Oral Answers to Questions


The Secretary of State was asked--

National Assembly

1. Mr. Peter Luff (Mid-Worcestershire): What plans he is making to hold regular meetings with the First Secretary of the National Assembly; and how frequent he expects those meetings to be. [66268]

The Secretary of State for Wales (Mr. Alun Michael): Regular meetings will be held to ensure that the Secretary of State for Wales is fully aware of the views of the National Assembly for Wales on relevant issues. For the first few weeks following the establishment of the Assembly, I shall have to talk to myself quite a lot. I have made it clear that that period will be brief, essentially to smooth the process of transition--in weeks rather than months.
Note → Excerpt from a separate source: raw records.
//! Normalizer Dispatch
//!
//! Recursive, category-directed conversion of a [`Value`] graph into a
//! JSON-safe [`serde_json::Value`] tree.

use serde_json::{Map, Value as Json};

use crate::error::{Error, Result};
use crate::normalize::value::{Field, Row, Serialized, Value};

// == Normalize ==
/// Converts a value graph into its normalized JSON form.
///
/// Categories are handled in a fixed priority order:
/// decimals, lists, maps, bytes, pre-shaped rows, self-serializing values
/// (finished or partial), records, tuples (rejected), identifiers,
/// enumerations, then passthrough primitives.
///
/// Fails with [`Error::AmbiguousContainer`] if a tuple appears anywhere in the graph.
pub fn normalize(entry: &Value) -> Result<Json> {
    match entry {
        Value::Decimal(d) => Ok(Json::String(d.to_string())),
        Value::List(items) => items
            .iter()
            .map(normalize)
            .collect::<Result<Vec<_>>>()
            .map(Json::Array),
        Value::Map(entries) => {
            let mut map = Map::with_capacity(entries.len());
            for (key, value) in entries {
                map.insert(key.as_str().to_string(), normalize(value)?);
            }
            Ok(Json::Object(map))
        }
        Value::Bytes(bytes) => Ok(Json::String(format!("0x{}", hex::encode(bytes)))),
        Value::Row(row) => Ok(normalize_row(row)),
        Value::Serializable(inner) => match inner.serialize() {
            Serialized::Finished(json) => Ok(json),
            Serialized::Partial(value) => normalize(&value),
        },
        Value::Record(record) => {
            let mut map = Map::new();
            for (name, value) in record.fields() {
                map.insert(name.to_string(), normalize(&value)?);
            }
            Ok(Json::Object(map))
        }
        Value::Tuple(items) => Err(Error::AmbiguousContainer { len: items.len() }),
        Value::Identifier(id) => Ok(Json::String(id.clone())),
        Value::Enumerated(display) => Ok(Json::String(display.clone())),
        Value::Null => Ok(Json::Null),
        Value::Bool(b) => Ok(Json::Bool(*b)),
        Value::Number(n) => Ok(Json::Number(n.clone())),
        Value::Str(s) => Ok(Json::String(s.clone())),
    }
}

fn normalize_row(row: &Row) -> Json {
    let map = row
        .fields()
        .iter()
        .map(|(name, field)| {
            let json = match field {
                Field::Time(ts) => Json::from(*ts),
                Field::Amount(amount) => Json::String(amount.to_string()),
                Field::Category(s) | Field::Identifier(s) => Json::String(s.clone()),
            };
            (name.to_string(), json)
        })
        .collect();
    Json::Object(map)
}

fn json_kind(json: &Json) -> &'static str {
    match json {
        Json::Null => "null",
        Json::Bool(_) => "bool",
        Json::Number(_) => "number",
        Json::String(_) => "string",
        Json::Array(_) => "sequence",
        Json::Object(_) => "mapping",
    }
}

// == Checked Entry Points ==
/// Normalizes a result that must be a mapping at the top level.
pub fn normalize_to_mapping(result: &Value) -> Result<Map<String, Json>> {
    match normalize(result)? {
        Json::Object(map) => Ok(map),
        other => Err(Error::Shape {
            expected: "mapping",
            found: json_kind(&other),
        }),
    }
}

/// Normalizes a result that must be a sequence at the top level.
pub fn normalize_to_sequence(result: &Value) -> Result<Vec<Json>> {
    match normalize(result)? {
        Json::Array(items) => Ok(items),
        other => Err(Error::Shape {
            expected: "sequence",
            found: json_kind(&other),
        }),
    }
}

// == Unit Tests ==
#[cfg(test)]
mod tests {
    use super::*;
    use crate::normalize::value::{Identified, Key, Record, Serializable};
    use rust_decimal::Decimal;
    use serde_json::json;
    use std::str::FromStr;

    #[derive(Debug)]
    struct Asset(&'static str);

    impl Identified for Asset {
        fn identifier(&self) -> &str {
            self.0
        }
    }

    #[derive(Debug)]
    struct Finished;

    impl Serializable for Finished {
        fn serialize(&self) -> Serialized {
            Serialized::Finished(json!({"version": "1.2.0", "raw": 1.5}))
        }
    }

    #[derive(Debug)]
    struct Partial;

    impl Serializable for Partial {
        fn serialize(&self) -> Serialized {
            Serialized::Partial(Value::map([
                ("amount", Value::Decimal(Decimal::from_str("0.1").unwrap())),
                ("asset", Value::identifier(&Asset("BTC"))),
            ]))
        }
    }

    #[derive(Debug)]
    struct Settings {
        premium: bool,
        threshold: Decimal,
    }

    impl Record for Settings {
        fn fields(&self) -> Vec<(&'static str, Value)> {
            vec![
                ("premium", self.premium.into()),
                ("threshold", self.threshold.into()),
            ]
        }
    }

    fn dec(s: &str) -> Decimal {
        Decimal::from_str(s).unwrap()
    }

    #[test]
    fn test_decimal_keeps_exact_representation() {
        let d = dec("123456789012345678.000000000123");
        assert_eq!(
            normalize(&Value::Decimal(d)).unwrap(),
            json!("123456789012345678.000000000123")
        );
        assert_eq!(normalize(&Value::Decimal(dec("1.50"))).unwrap(), json!("1.50"));
    }

    #[test]
    fn test_list_is_normalized_elementwise() {
        let value = Value::List(vec![Value::Decimal(dec("2")), Value::from(3i64), Value::Null]);
        assert_eq!(normalize(&value).unwrap(), json!(["2", 3, null]));
    }

    #[test]
    fn test_identifier_keys_are_replaced() {
        let numeric = Value::Map(vec![(Key::identifier(&Asset("ETH")), Value::Decimal(dec("5")))]);
        assert_eq!(normalize(&numeric).unwrap(), json!({"ETH": "5"}));

        let passthrough = Value::Map(vec![(Key::identifier(&Asset("ETH")), Value::from(5i64))]);
        assert_eq!(normalize(&passthrough).unwrap(), json!({"ETH": 5}));
    }

    #[test]
    fn test_colliding_keys_keep_last_entry() {
        let value = Value::Map(vec![
            (Key::from("ETH"), Value::from(1i64)),
            (Key::identifier(&Asset("ETH")), Value::from(2i64)),
        ]);
        assert_eq!(normalize(&value).unwrap(), json!({"ETH": 2}));
    }

    #[test]
    fn test_bytes_are_hex_encoded() {
        let value = Value::Bytes(vec![0xde, 0xad, 0x01]);
        assert_eq!(normalize(&value).unwrap(), json!("0xdead01"));
        assert_eq!(normalize(&Value::Bytes(vec![])).unwrap(), json!("0x"));
    }

    #[test]
    fn test_row_fields_are_normalized_individually() {
        let row = Row::new()
            .time("time", 1_600_000_000)
            .category("category", &"asset")
            .identifier("asset", &Asset("DAI"))
            .amount("amount", dec("10.5"))
            .amount("usd_value", dec("10.49"));
        assert_eq!(
            normalize(&Value::Row(row)).unwrap(),
            json!({
                "time": 1_600_000_000,
                "category": "asset",
                "asset": "DAI",
                "amount": "10.5",
                "usd_value": "10.49",
            })
        );
    }

    #[test]
    fn test_finished_serialization_is_returned_as_is() {
        let value = Value::serializable(Finished);
        assert_eq!(normalize(&value).unwrap(), json!({"version": "1.2.0", "raw": 1.5}));
    }

    #[test]
    fn test_partial_serialization_is_normalized() {
        let value = Value::serializable(Partial);
        assert_eq!(normalize(&value).unwrap(), json!({"amount": "0.1", "asset": "BTC"}));
    }

    #[test]
    fn test_record_fields_are_exported() {
        let value = Value::record(Settings {
            premium: true,
            threshold: dec("0.05"),
        });
        assert_eq!(
            normalize(&value).unwrap(),
            json!({"premium": true, "threshold": "0.05"})
        );
    }

    #[test]
    fn test_tuple_is_rejected() {
        let tuple = Value::Tuple(vec![Value::from(1i64), Value::from(2i64)]);
        assert_eq!(normalize(&tuple), Err(Error::AmbiguousContainer { len: 2 }));

        let list = Value::List(vec![Value::from(1i64), Value::from(2i64)]);
        assert_eq!(normalize(&list).unwrap(), json!([1, 2]));
    }

    #[test]
    fn test_nested_tuple_is_rejected() {
        let value = Value::map([(
            "outer",
            Value::List(vec![Value::Tuple(vec![Value::Null])]),
        )]);
        assert!(matches!(
            normalize(&value),
            Err(Error::AmbiguousContainer { len: 1 })
        ));
    }

    #[test]
    fn test_identifier_and_enumerated_values() {
        assert_eq!(normalize(&Value::identifier(&Asset("BTC"))).unwrap(), json!("BTC"));
        assert_eq!(normalize(&Value::enumerated(&"buy")).unwrap(), json!("buy"));
    }

    #[test]
    fn test_passthrough_primitives() {
        assert_eq!(normalize(&Value::Null).unwrap(), json!(null));
        assert_eq!(normalize(&Value::from(true)).unwrap(), json!(true));
        assert_eq!(normalize(&Value::from("text")).unwrap(), json!("text"));
        assert_eq!(normalize(&Value::from(2.5f64)).unwrap(), json!(2.5));
    }

    #[test]
    fn test_normalize_to_mapping() {
        let value = Value::map([("a", Value::from(1i64))]);
        let map = normalize_to_mapping(&value).unwrap();
        assert_eq!(map.get("a"), Some(&json!(1)));

        let err = normalize_to_mapping(&Value::List(vec![])).unwrap_err();
        assert_eq!(
            err,
            Error::Shape {
                expected: "mapping",
                found: "sequence"
            }
        );
    }

    #[test]
    fn test_normalize_to_sequence() {
        let items = normalize_to_sequence(&Value::from(vec![1i64, 2, 3])).unwrap();
        assert_eq!(items, vec![json!(1), json!(2), json!(3)]);

        let err = normalize_to_sequence(&Value::from("x")).unwrap_err();
        assert_eq!(
            err,
            Error::Shape {
                expected: "sequence",
                found: "string"
            }
        );
    }

    #[test]
    fn test_checked_entry_points_propagate_tuple_error() {
        let value = Value::List(vec![Value::Tuple(vec![])]);
        assert_eq!(
            normalize_to_sequence(&value),
            Err(Error::AmbiguousContainer { len: 0 })
        );
    }
}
Thereafter, I shall certainly work hard to achieve a partnership for Wales with the new Secretary of State.

Mr. Luff: It will be very convenient for the Secretary of State to be able to talk to himself in the mirror when he is shaving in the mornings, but does he agree that, in the long run, there will be a considerable inconsistency between the First Secretary and the Welsh Secretary if the posts are filled by the same individual? The Welsh Secretary would be bound by collective responsibility, unlike the First Secretary, which would make a mockery of devolution.

Mr. Michael: It is clear that the hon. Gentleman, whose interest in devolution is new and welcome, did not listen to my answer. Precisely for that reason, I have made it clear that I intend to step down as Secretary of State for Wales, after a brief transitional period, to concentrate on my work as First Secretary. I am glad that the hon. Gentleman thinks that that is the right thing to do.

Mr. Rhodri Morgan (Cardiff, West): I accept the theoretical point that meetings arranged with oneself are terribly easy to set up--it can be done in a nanosecond--but does my right hon. Friend accept that meetings between two people might be of greater value? Does he also accept that the most significant point behind that question is how Welsh Office civil servants--the Westminster and Whitehall hook-up civil servants, who will serve the on-going functions of the Secretary of State; those who will serve the democratic Assembly; and those who will serve the First Secretary and the Cabinet of the Assembly--will be retrained, or given a new culture, according to which of those functions they will carry out?

Mr. Michael: I find that, when listening to one's first thoughts, it is sometimes wise to ponder a little rather than to think for only a nanosecond before acting or speaking. I have made it clear that, as soon as the functions are in place, it would be sensible, and right, that the First Secretary and the Secretary of State for Wales should be different people, so that they can fulfil those different functions. That is my intention.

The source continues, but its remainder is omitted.